§ Problem requirements:
Every entry must be duplicated word for word.

[Opening Given records section]

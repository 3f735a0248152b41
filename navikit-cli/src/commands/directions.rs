//! Directions command - driving route search.

use anyhow::{Result, bail};
use clap::Args;
use navikit_maps::directions::{DirectionsRequest, RouteOption};

use crate::config::Config;
use crate::output::report;

/// Arguments for the directions command.
#[derive(Args)]
pub struct DirectionsArgs {
    /// Start coordinate as 'longitude,latitude'.
    pub start: String,

    /// Goal coordinate as 'longitude,latitude'.
    pub goal: String,

    /// Up to 5 waypoint coordinates separated by '|'.
    #[arg(long)]
    pub waypoints: Option<String>,

    /// Route option: trafast, tracomfort, traoptimal, traavoidtoll,
    /// traavoidcaronly.
    #[arg(long, default_value = "traoptimal")]
    pub option: String,

    /// Car type for toll calculation (1-6).
    #[arg(long, value_parser = clap::value_parser!(u8).range(1..=6))]
    pub cartype: Option<u8>,

    /// Fuel type (gasoline, highgradegasoline, diesel, lpg).
    #[arg(long)]
    pub fueltype: Option<String>,

    /// Fuel efficiency in km/L for fuel cost calculation.
    #[arg(long)]
    pub mileage: Option<f64>,
}

/// Runs the directions command.
pub async fn run(args: &DirectionsArgs, config: &Config) -> Result<()> {
    let Some(option) = RouteOption::from_param(&args.option) else {
        bail!("unknown route option: {}", args.option);
    };

    let client = super::maps_client(config)?;
    let request = DirectionsRequest {
        start: args.start.clone(),
        goal: args.goal.clone(),
        waypoints: args.waypoints.clone(),
        option,
        cartype: args.cartype,
        fueltype: args.fueltype.clone(),
        mileage: args.mileage,
    };

    let routes = client.directions(&request).await?;
    println!(
        "{}",
        report::render_directions(&routes, option, &args.start, &args.goal)
    );
    Ok(())
}
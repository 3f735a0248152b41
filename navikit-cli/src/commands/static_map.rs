//! Static map command - render a map image to a file.

use anyhow::{Context, Result};
use clap::Args;
use navikit_maps::static_map::StaticMapRequest;
use std::path::PathBuf;
use tracing::info;

use crate::config::Config;
use crate::output::report;

/// Arguments for the static-map command.
#[derive(Args)]
pub struct StaticMapArgs {
    /// Map center as 'longitude,latitude'.
    pub center: String,

    /// Zoom level (1-20).
    #[arg(long, default_value_t = 16, value_parser = clap::value_parser!(u8).range(1..=20))]
    pub level: u8,

    /// Image width in pixels (max 1024).
    #[arg(long, default_value_t = 300, value_parser = clap::value_parser!(u32).range(1..=1024))]
    pub width: u32,

    /// Image height in pixels (max 1024).
    #[arg(long, default_value_t = 300, value_parser = clap::value_parser!(u32).range(1..=1024))]
    pub height: u32,

    /// Map style: basic, traffic, satellite, satellite_base, terrain.
    #[arg(long, default_value = "basic")]
    pub maptype: String,

    /// Marker spec, e.g. 'type:d|size:mid|pos:127.0 37.5|color:red'.
    #[arg(long)]
    pub markers: Option<String>,

    /// Path spec, e.g. 'color:0x0000FF|weight:5|127.0 37.5,127.1 37.6'.
    #[arg(long)]
    pub path: Option<String>,

    /// Render scale (1 or 2).
    #[arg(long, default_value_t = 1, value_parser = clap::value_parser!(u8).range(1..=2))]
    pub scale: u8,

    /// Output file for the PNG image.
    #[arg(long, short, default_value = "map.png")]
    pub output: PathBuf,
}

/// Runs the static-map command.
pub async fn run(args: &StaticMapArgs, config: &Config) -> Result<()> {
    let client = super::maps_client(config)?;
    let request = StaticMapRequest {
        center: args.center.clone(),
        level: args.level,
        width: args.width,
        height: args.height,
        maptype: args.maptype.clone(),
        scale: args.scale,
        markers: args.markers.clone(),
        path: args.path.clone(),
    };

    let image = client.static_map(&request).await?;
    std::fs::write(&args.output, &image)
        .with_context(|| format!("writing {}", args.output.display()))?;
    info!(bytes = image.len(), path = %args.output.display(), "image written");

    println!("{}", report::render_static_map_summary(&request));
    println!("Saved to {}", args.output.display());
    Ok(())
}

[Closing Given records section]

§ Answer to this exercise:
repository 3f735a0248152b41
filename navikit-cli/src/commands/directions.rs
//! Directions command - driving route search.

use anyhow::{Result, bail};
use clap::Args;
use navikit_maps::directions::{DirectionsRequest, RouteOption};

use crate::config::Config;
use crate::output::report;

/// Arguments for the directions command.
#[derive(Args)]
pub struct DirectionsArgs {
    /// Start coordinate as 'longitude,latitude'.
    pub start: String,

    /// Goal coordinate as 'longitude,latitude'.
    pub goal: String,

    /// Up to 5 waypoint coordinates separated by '|'.
    #[arg(long)]
    pub waypoints: Option<String>,

    /// Route option: trafast, tracomfort, traoptimal, traavoidtoll,
    /// traavoidcaronly.
    #[arg(long, default_value = "traoptimal")]
    pub option: String,

    /// Car type for toll calculation (1-6).
    #[arg(long, value_parser = clap::value_parser!(u8).range(1..=6))]
    pub cartype: Option<u8>,

    /// Fuel type (gasoline, highgradegasoline, diesel, lpg).
    #[arg(long)]
    pub fueltype: Option<String>,

    /// Fuel efficiency in km/L for fuel cost calculation.
    #[arg(long)]
    pub mileage: Option<f64>,
}

/// Runs the directions command.
pub async fn run(args: &DirectionsArgs, config: &Config) -> Result<()> {
    let Some(option) = RouteOption::from_param(&args.option) else {
        bail!("unknown route option: {}", args.option);
    };

    let client = super::maps_client(config)?;
    let request = DirectionsRequest {
        start: args.start.clone(),
        goal: args.goal.clone(),
        waypoints: args.waypoints.clone(),
        option,
        cartype: args.cartype,
        fueltype: args.fueltype.clone(),
        mileage: args.mileage,
    };

    let routes = client.directions(&request).await?;
    println!(
        "{}",
        report::render_directions(&routes, option, &args.start, &args.goal)
    );
    Ok(())
}
repository 3f735a0248152b41
filename navikit-cli/src/commands/static_map.rs
//! Static map command - render a map image to a file.

use anyhow::{Context, Result};
use clap::Args;
use navikit_maps::static_map::StaticMapRequest;
use std::path::PathBuf;
use tracing::info;

use crate::config::Config;
use crate::output::report;

/// Arguments for the static-map command.
#[derive(Args)]
pub struct StaticMapArgs {
    /// Map center as 'longitude,latitude'.
    pub center: String,

    /// Zoom level (1-20).
    #[arg(long, default_value_t = 16, value_parser = clap::value_parser!(u8).range(1..=20))]
    pub level: u8,

    /// Image width in pixels (max 1024).
    #[arg(long, default_value_t = 300, value_parser = clap::value_parser!(u32).range(1..=1024))]
    pub width: u32,

    /// Image height in pixels (max 1024).
    #[arg(long, default_value_t = 300, value_parser = clap::value_parser!(u32).range(1..=1024))]
    pub height: u32,

    /// Map style: basic, traffic, satellite, satellite_base, terrain.
    #[arg(long, default_value = "basic")]
    pub maptype: String,

    /// Marker spec, e.g. 'type:d|size:mid|pos:127.0 37.5|color:red'.
    #[arg(long)]
    pub markers: Option<String>,

    /// Path spec, e.g. 'color:0x0000FF|weight:5|127.0 37.5,127.1 37.6'.
    #[arg(long)]
    pub path: Option<String>,

    /// Render scale (1 or 2).
    #[arg(long, default_value_t = 1, value_parser = clap::value_parser!(u8).range(1..=2))]
    pub scale: u8,

    /// Output file for the PNG image.
    #[arg(long, short, default_value = "map.png")]
    pub output: PathBuf,
}

/// Runs the static-map command.
pub async fn run(args: &StaticMapArgs, config: &Config) -> Result<()> {
    let client = super::maps_client(config)?;
    let request = StaticMapRequest {
        center: args.center.clone(),
        level: args.level,
        width: args.width,
        height: args.height,
        maptype: args.maptype.clone(),
        scale: args.scale,
        markers: args.markers.clone(),
        path: args.path.clone(),
    };

    let image = client.static_map(&request).await?;
    std::fs::write(&args.output, &image)
        .with_context(|| format!("writing {}", args.output.display()))?;
    info!(bytes = image.len(), path = %args.output.display(), "image written");

    println!("{}", report::render_static_map_summary(&request));
    println!("Saved to {}", args.output.display());
    Ok(())
}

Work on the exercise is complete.